Listed records START
//! Question normalization and intent probes.
//!
//! Normalization runs before every cache lookup, retrieval, and
//! deterministic handler, so the rewrites here are the single place
//! where informal phrasing is mapped onto the domain vocabulary.

use std::sync::LazyLock;

use regex::Regex;

/// Ordered synonym rewrites applied to the lowercased question. Order
/// matters: longer phrases must fire before their substrings.
static SYNONYM_REWRITES: LazyLock<Vec<(Regex, &'static str)>> = LazyLock::new(|| {
    [
        // Informal time phrases to extractable "last N unit" form.
        (r"\byesterday\b", "in the last 1 day"),
        (r"\btoday\b", "in the last 1 day"),
        (r"\bthis week\b", "in the last 7 days"),
        (r"\bthis month\b", "in the last 1 month"),
        (r"\bpast\s+(\d+)\s+", "last $1 "),
        (r"\bprevious\s+(\d+)\s+", "last $1 "),
        // Blacklist phrasing to the concrete predicate vocabulary.
        (r"\bnot\s+blacklisted\b", "whether_truck_blacklisted = 'N'"),
        (r"\bbanned\b", "blacklisted"),
        // Vehicle vocabulary.
        (r"\btrucks\b", "vehicles"),
        (r"\blorries\b", "vehicles"),
        (r"\bfull details\b", "comprehensive report"),
        (r"\ball details\b", "comprehensive report"),
        (r"\bcomplete details\s+(?:for|of)\b", "comprehensive report for"),
        (r"\bdetails\s+(?:for|of)\s+([a-z]{2}\d{1,2}[a-z]{1,2}\d{4})\b", "comprehensive report for $1"),
    ]
    .into_iter()
    .map(|(pattern, replacement)| (Regex::new(pattern).unwrap(), replacement))
    .collect()
});

static RE_VEHICLE_ID: LazyLock<Regex> =
    LazyLock::new(|| Regex::new(r"\b([A-Z]{2}\d{1,2}[A-Z]{1,2}\d{4})\b").unwrap());
static RE_NUMBER: LazyLock<Regex> = LazyLock::new(|| Regex::new(r"\b(\d+)\b").unwrap());

/// Keywords implying the question asks for absence of records.
const NEGATIVE_INTENT_KEYWORDS: &[&str] = &[
    "not generated",
    "no alerts",
    "without",
    "never had",
    "no data",
    "not reported",
];

/// Lowercase, strip the trailing question mark, and apply the synonym
/// rewrite table in order.
pub fn normalize_question(question: &str) -> String {
    let mut normalized = question.trim().to_lowercase();
    normalized = normalized.trim_end_matches('?').trim().to_string();
    for (regex, replacement) in SYNONYM_REWRITES.iter() {
        normalized = regex.replace_all(&normalized, *replacement).into_owned();
    }
    normalized
}

/// Whether the question implies "none/without/never" semantics.
pub fn has_negative_intent(question: &str) -> bool {
    let lower = question.to_lowercase();
    NEGATIVE_INTENT_KEYWORDS.iter().any(|kw| lower.contains(kw))
}

/// Vehicle registration ID mentioned in the question, if any. The match
/// runs against the uppercased text so casing does not matter.
pub fn extract_vehicle_id(question: &str) -> Option<String> {
    RE_VEHICLE_ID
        .captures(&question.to_uppercase())
        .map(|caps| caps[1].to_string())
}

/// Literal parameters in question order: vehicle IDs first, then bare
/// numbers that are not part of a vehicle ID.
pub fn extract_parameters(question: &str) -> Vec<String> {
    let upper = question.to_uppercase();
    let mut params: Vec<String> = Vec::new();
    let mut covered: Vec<(usize, usize)> = Vec::new();

    for m in RE_VEHICLE_ID.find_iter(&upper) {
        params.push(m.as_str().to_string());
        covered.push((m.start(), m.end()));
    }
    for m in RE_NUMBER.find_iter(&upper) {
        let inside_vehicle_id = covered
            .iter()
            .any(|(start, end)| m.start() >= *start && m.end() <= *end);
        if !inside_vehicle_id {
            params.push(m.as_str().to_string());
        }
    }
    params
}

/// Rough complexity score used to pick the generation strategy. Counts
/// analytical constructs; multi-table and multi-step questions score
/// higher.
pub fn estimate_complexity(question: &str) -> u32 {
    let lower = question.to_lowercase();
    let mut score = 0u32;

    const WEIGHTED: &[(&str, u32)] = &[
        ("correlation", 3),
        ("month-over-month", 3),
        ("followed by", 3),
        ("but not", 2),
        ("compare", 2),
        ("trend", 2),
        ("average", 1),
        ("highest", 1),
        ("lowest", 1),
        ("top", 1),
        ("each", 1),
        ("per ", 1),
        ("group", 1),
        (" and ", 1),
    ];
    for (keyword, weight) in WEIGHTED {
        if lower.contains(keyword) {
            score += weight;
        }
    }
    if has_negative_intent(&lower) {
        score += 2;
    }
    score
}

#[cfg(test)]
mod tests {
    use super::*;

    #[test]
    fn strips_question_mark_and_lowercase() {
        assert_eq!(
            normalize_question("Show Blacklisted Vehicles?"),
            "show blacklisted vehicles"
        );
    }

    #[test]
    fn rewrites_time_phrases() {
        let n = normalize_question("alerts generated yesterday");
        assert!(n.contains("in the last 1 day"), "{n}");
    }

    #[test]
    fn rewrites_not_blacklisted_to_predicate() {
        let n = normalize_question("vehicles that are not blacklisted");
        assert!(n.contains("whether_truck_blacklisted = 'N'"), "{n}");
    }

    #[test]
    fn detects_negative_intent() {
        assert!(has_negative_intent("vehicles with no alerts in last 7 days"));
        assert!(!has_negative_intent("vehicles with alerts today"));
    }

    #[test]
    fn extracts_vehicle_id_case_insensitively() {
        assert_eq!(
            extract_vehicle_id("details for rj19gd6553"),
            Some("RJ19GD6553".to_string())
        );
        assert_eq!(extract_vehicle_id("show all vehicles"), None);
    }

    #[test]
    fn parameters_keep_order_and_skip_id_digits() {
        let params = extract_parameters("alerts for RJ19GD6553 in last 30 days");
        assert_eq!(params, vec!["RJ19GD6553".to_string(), "30".to_string()]);
    }

    #[test]
    fn complexity_ranks_analytical_questions_higher() {
        let simple = estimate_complexity("show blacklisted vehicles");
        let complex = estimate_complexity(
            "correlation between stoppage_violations and risk score month-over-month per transporter",
        );
        assert!(complex > simple);
        assert!(complex > 5);
    }
}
Listed records END
■ **Your instructions**
All of the records go in your answer, copied exactly.

■ **Exercise output**
//! Question normalization and intent probes.
//!
//! Normalization runs before every cache lookup, retrieval, and
//! deterministic handler, so the rewrites here are the single place
//! where informal phrasing is mapped onto the domain vocabulary.

use std::sync::LazyLock;

use regex::Regex;

/// Ordered synonym rewrites applied to the lowercased question. Order
/// matters: longer phrases must fire before their substrings.
static SYNONYM_REWRITES: LazyLock<Vec<(Regex, &'static str)>> = LazyLock::new(|| {
    [
        // Informal time phrases to extractable "last N unit" form.
        (r"\byesterday\b", "in the last 1 day"),
        (r"\btoday\b", "in the last 1 day"),
        (r"\bthis week\b", "in the last 7 days"),
        (r"\bthis month\b", "in the last 1 month"),
        (r"\bpast\s+(\d+)\s+", "last $1 "),
        (r"\bprevious\s+(\d+)\s+", "last $1 "),
        // Blacklist phrasing to the concrete predicate vocabulary.
        (r"\bnot\s+blacklisted\b", "whether_truck_blacklisted = 'N'"),
        (r"\bbanned\b", "blacklisted"),
        // Vehicle vocabulary.
        (r"\btrucks\b", "vehicles"),
        (r"\blorries\b", "vehicles"),
        (r"\bfull details\b", "comprehensive report"),
        (r"\ball details\b", "comprehensive report"),
        (r"\bcomplete details\s+(?:for|of)\b", "comprehensive report for"),
        (r"\bdetails\s+(?:for|of)\s+([a-z]{2}\d{1,2}[a-z]{1,2}\d{4})\b", "comprehensive report for $1"),
    ]
    .into_iter()
    .map(|(pattern, replacement)| (Regex::new(pattern).unwrap(), replacement))
    .collect()
});

static RE_VEHICLE_ID: LazyLock<Regex> =
    LazyLock::new(|| Regex::new(r"\b([A-Z]{2}\d{1,2}[A-Z]{1,2}\d{4})\b").unwrap());
static RE_NUMBER: LazyLock<Regex> = LazyLock::new(|| Regex::new(r"\b(\d+)\b").unwrap());

/// Keywords implying the question asks for absence of records.
const NEGATIVE_INTENT_KEYWORDS: &[&str] = &[
    "not generated",
    "no alerts",
    "without",
    "never had",
    "no data",
    "not reported",
];

/// Lowercase, strip the trailing question mark, and apply the synonym
/// rewrite table in order.
pub fn normalize_question(question: &str) -> String {
    let mut normalized = question.trim().to_lowercase();
    normalized = normalized.trim_end_matches('?').trim().to_string();
    for (regex, replacement) in SYNONYM_REWRITES.iter() {
        normalized = regex.replace_all(&normalized, *replacement).into_owned();
    }
    normalized
}

/// Whether the question implies "none/without/never" semantics.
pub fn has_negative_intent(question: &str) -> bool {
    let lower = question.to_lowercase();
    NEGATIVE_INTENT_KEYWORDS.iter().any(|kw| lower.contains(kw))
}

/// Vehicle registration ID mentioned in the question, if any. The match
/// runs against the uppercased text so casing does not matter.
pub fn extract_vehicle_id(question: &str) -> Option<String> {
    RE_VEHICLE_ID
        .captures(&question.to_uppercase())
        .map(|caps| caps[1].to_string())
}

/// Literal parameters in question order: vehicle IDs first, then bare
/// numbers that are not part of a vehicle ID.
pub fn extract_parameters(question: &str) -> Vec<String> {
    let upper = question.to_uppercase();
    let mut params: Vec<String> = Vec::new();
    let mut covered: Vec<(usize, usize)> = Vec::new();

    for m in RE_VEHICLE_ID.find_iter(&upper) {
        params.push(m.as_str().to_string());
        covered.push((m.start(), m.end()));
    }
    for m in RE_NUMBER.find_iter(&upper) {
        let inside_vehicle_id = covered
            .iter()
            .any(|(start, end)| m.start() >= *start && m.end() <= *end);
        if !inside_vehicle_id {
            params.push(m.as_str().to_string());
        }
    }
    params
}

/// Rough complexity score used to pick the generation strategy. Counts
/// analytical constructs; multi-table and multi-step questions score
/// higher.
pub fn estimate_complexity(question: &str) -> u32 {
    let lower = question.to_lowercase();
    let mut score = 0u32;

    const WEIGHTED: &[(&str, u32)] = &[
        ("correlation", 3),
        ("month-over-month", 3),
        ("followed by", 3),
        ("but not", 2),
        ("compare", 2),
        ("trend", 2),
        ("average", 1),
        ("highest", 1),
        ("lowest", 1),
        ("top", 1),
        ("each", 1),
        ("per ", 1),
        ("group", 1),
        (" and ", 1),
    ];
    for (keyword, weight) in WEIGHTED {
        if lower.contains(keyword) {
            score += weight;
        }
    }
    if has_negative_intent(&lower) {
        score += 2;
    }
    score
}

#[cfg(test)]
mod tests {
    use super::*;

    #[test]
    fn strips_question_mark_and_lowercase() {
        assert_eq!(
            normalize_question("Show Blacklisted Vehicles?"),
            "show blacklisted vehicles"
        );
    }

    #[test]
    fn rewrites_time_phrases() {
        let n = normalize_question("alerts generated yesterday");
        assert!(n.contains("in the last 1 day"), "{n}");
    }

    #[test]
    fn rewrites_not_blacklisted_to_predicate() {
        let n = normalize_question("vehicles that are not blacklisted");
        assert!(n.contains("whether_truck_blacklisted = 'N'"), "{n}");
    }

    #[test]
    fn detects_negative_intent() {
        assert!(has_negative_intent("vehicles with no alerts in last 7 days"));
        assert!(!has_negative_intent("vehicles with alerts today"));
    }

    #[test]
    fn extracts_vehicle_id_case_insensitively() {
        assert_eq!(
            extract_vehicle_id("details for rj19gd6553"),
            Some("RJ19GD6553".to_string())
        );
        assert_eq!(extract_vehicle_id("show all vehicles"), None);
    }

    #[test]
    fn parameters_keep_order_and_skip_id_digits() {
        let params = extract_parameters("alerts for RJ19GD6553 in last 30 days");
        assert_eq!(params, vec!["RJ19GD6553".to_string(), "30".to_string()]);
    }

    #[test]
    fn complexity_ranks_analytical_questions_higher() {
        let simple = estimate_complexity("show blacklisted vehicles");
        let complex = estimate_complexity(
            "correlation between stoppage_violations and risk score month-over-month per transporter",
        );
        assert!(complex > simple);
        assert!(complex > 5);
    }
}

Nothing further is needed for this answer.